Una conversación que también existe en Colombia
Aunque el contexto colombiano es diferente al estadounidense, el debate comienza a asomarse también aquí.
Durante décadas, buena parte del movimiento LGBT concentró sus esfuerzos en objetivos comunes: combatir la discriminación, lograr la igualdad jurídica y garantizar derechos fundamentales.
Muchos de esos avances fueron posibles gracias al trabajo de organizaciones sociales, académicos, activistas, litigios estratégicos y decisiones de las altas cortes.
Sin embargo, con el paso del tiempo el movimiento también se ha diversificado.
Hoy conviven bajo unas mismas siglas orientaciones sexuales, identidades de género, expresiones de género, perspectivas académicas y corrientes políticas muy distintas entre sí.
Esa diversidad enriquece el movimiento.
Pero también hace que no todas las personas se sientan representadas por los mismos discursos.
Reconocer esa realidad no significa desconocer derechos.
Significa aceptar que la pluralidad también existe dentro de las propias minorías.
La diversidad también incluye el desacuerdo
Quizá una de las mayores paradojas de nuestro tiempo es que hablamos constantemente de inclusión, pero a veces nos cuesta aceptar la diversidad de opiniones dentro de los propios movimientos sociales.
No todas las personas homosexuales piensan igual.
No todas las personas trans piensan igual.
No todas las mujeres piensan igual.
No todas las personas creyentes piensan igual.
No todos los jóvenes piensan igual.
Y eso no debería sorprendernos.
Reducir millones de personas a una única forma de pensar contradice precisamente aquello que la diversidad pretende defender: el reconocimiento de la individualidad.
Una reflexión personal
Como hombre gay y como alguien que ha dedicado buena parte de su vida profesional a promover la inclusión y el diálogo, encontré valiosa la columna de Matthew Vines, no porque ofrezca respuestas definitivas, sino porque abre una conversación que muchas personas prefieren evitar.
Los derechos se fortalecen cuando las sociedades son capaces de debatir con argumentos, escuchar perspectivas diferentes y aceptar que nadie representa por completo la experiencia de los demás.
Creo profundamente que defender la diversidad también implica aceptar que existen distintas maneras de vivirla, de comprenderla y de nombrarla.

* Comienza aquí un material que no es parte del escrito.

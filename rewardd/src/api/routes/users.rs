//! Per-user read routes

use crate::error::Result;
use crate::recorder::{AchievementView, ActionRecorder, ChallengeView, DailyTaskView, RewardHistory, StatsView};
use axum::{
    extract::{Path, Query, State},
    routing::get,
    Json, Router,
};
use chrono::NaiveDate;
use ledger::LessonProgress;
use serde::Deserialize;
use std::sync::Arc;

#[derive(Deserialize)]
struct DateParams {
    date: Option<NaiveDate>,
}

pub fn routes(recorder: Arc<ActionRecorder>) -> Router {
    Router::new()
        .route("/users/:address/stats", get(get_stats))
        .route("/users/:address/achievements", get(get_achievements))
        .route("/users/:address/challenges", get(get_challenges))
        .route("/users/:address/daily-tasks", get(get_daily_tasks))
        .route("/users/:address/progress", get(get_lesson_progress))
        .route("/users/:address/rewards", get(get_rewards))
        .with_state(recorder)
}

#[axum::debug_handler]
async fn get_stats(
    State(recorder): State<Arc<ActionRecorder>>,
    Path(address): Path<String>,
) -> Result<Json<StatsView>> {
    Ok(Json(recorder.get_stats(&address).await?))
}

#[axum::debug_handler]
async fn get_achievements(
    State(recorder): State<Arc<ActionRecorder>>,
    Path(address): Path<String>,
) -> Result<Json<Vec<AchievementView>>> {
    Ok(Json(recorder.get_achievements(&address).await?))
}

#[axum::debug_handler]
async fn get_challenges(
    State(recorder): State<Arc<ActionRecorder>>,
    Path(address): Path<String>,
    Query(params): Query<DateParams>,
) -> Result<Json<Vec<ChallengeView>>> {
    Ok(Json(recorder.get_challenges(&address, params.date).await?))
}

#[axum::debug_handler]
async fn get_daily_tasks(
    State(recorder): State<Arc<ActionRecorder>>,
    Path(address): Path<String>,
    Query(params): Query<DateParams>,
) -> Result<Json<Vec<DailyTaskView>>> {
    Ok(Json(recorder.get_daily_tasks(&address, params.date).await?))
}

#[axum::debug_handler]
async fn get_lesson_progress(
    State(recorder): State<Arc<ActionRecorder>>,
    Path(address): Path<String>,
) -> Result<Json<Vec<LessonProgress>>> {
    Ok(Json(recorder.get_lesson_progress(&address).await?))
}

#[axum::debug_handler]
async fn get_rewards(
    State(recorder): State<Arc<ActionRecorder>>,
    Path(address): Path<String>,
) -> Result<Json<RewardHistory>> {
    Ok(Json(recorder.get_reward_history(&address).await?))
}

No todas las personas LGBT construirán su identidad de la misma forma.
Y quizá esa sea una de las expresiones más auténticas de la propia diversidad.
Una invitación al diálogo
En un momento en el que las redes sociales suelen premiar las posiciones más radicales, vale la pena reivindicar el espacio para las conversaciones serenas.
Más allá de si alguien se identifica como gay, lesbiana, bisexual, trans, queer o con cualquier otra expresión, lo verdaderamente importante es preservar una sociedad donde todas las personas puedan ejercer sus derechos y expresar su identidad sin imponerla a los demás.
Porque la diversidad no consiste en pensar igual.
Consiste en garantizar que personas diferentes puedan convivir con la misma dignidad.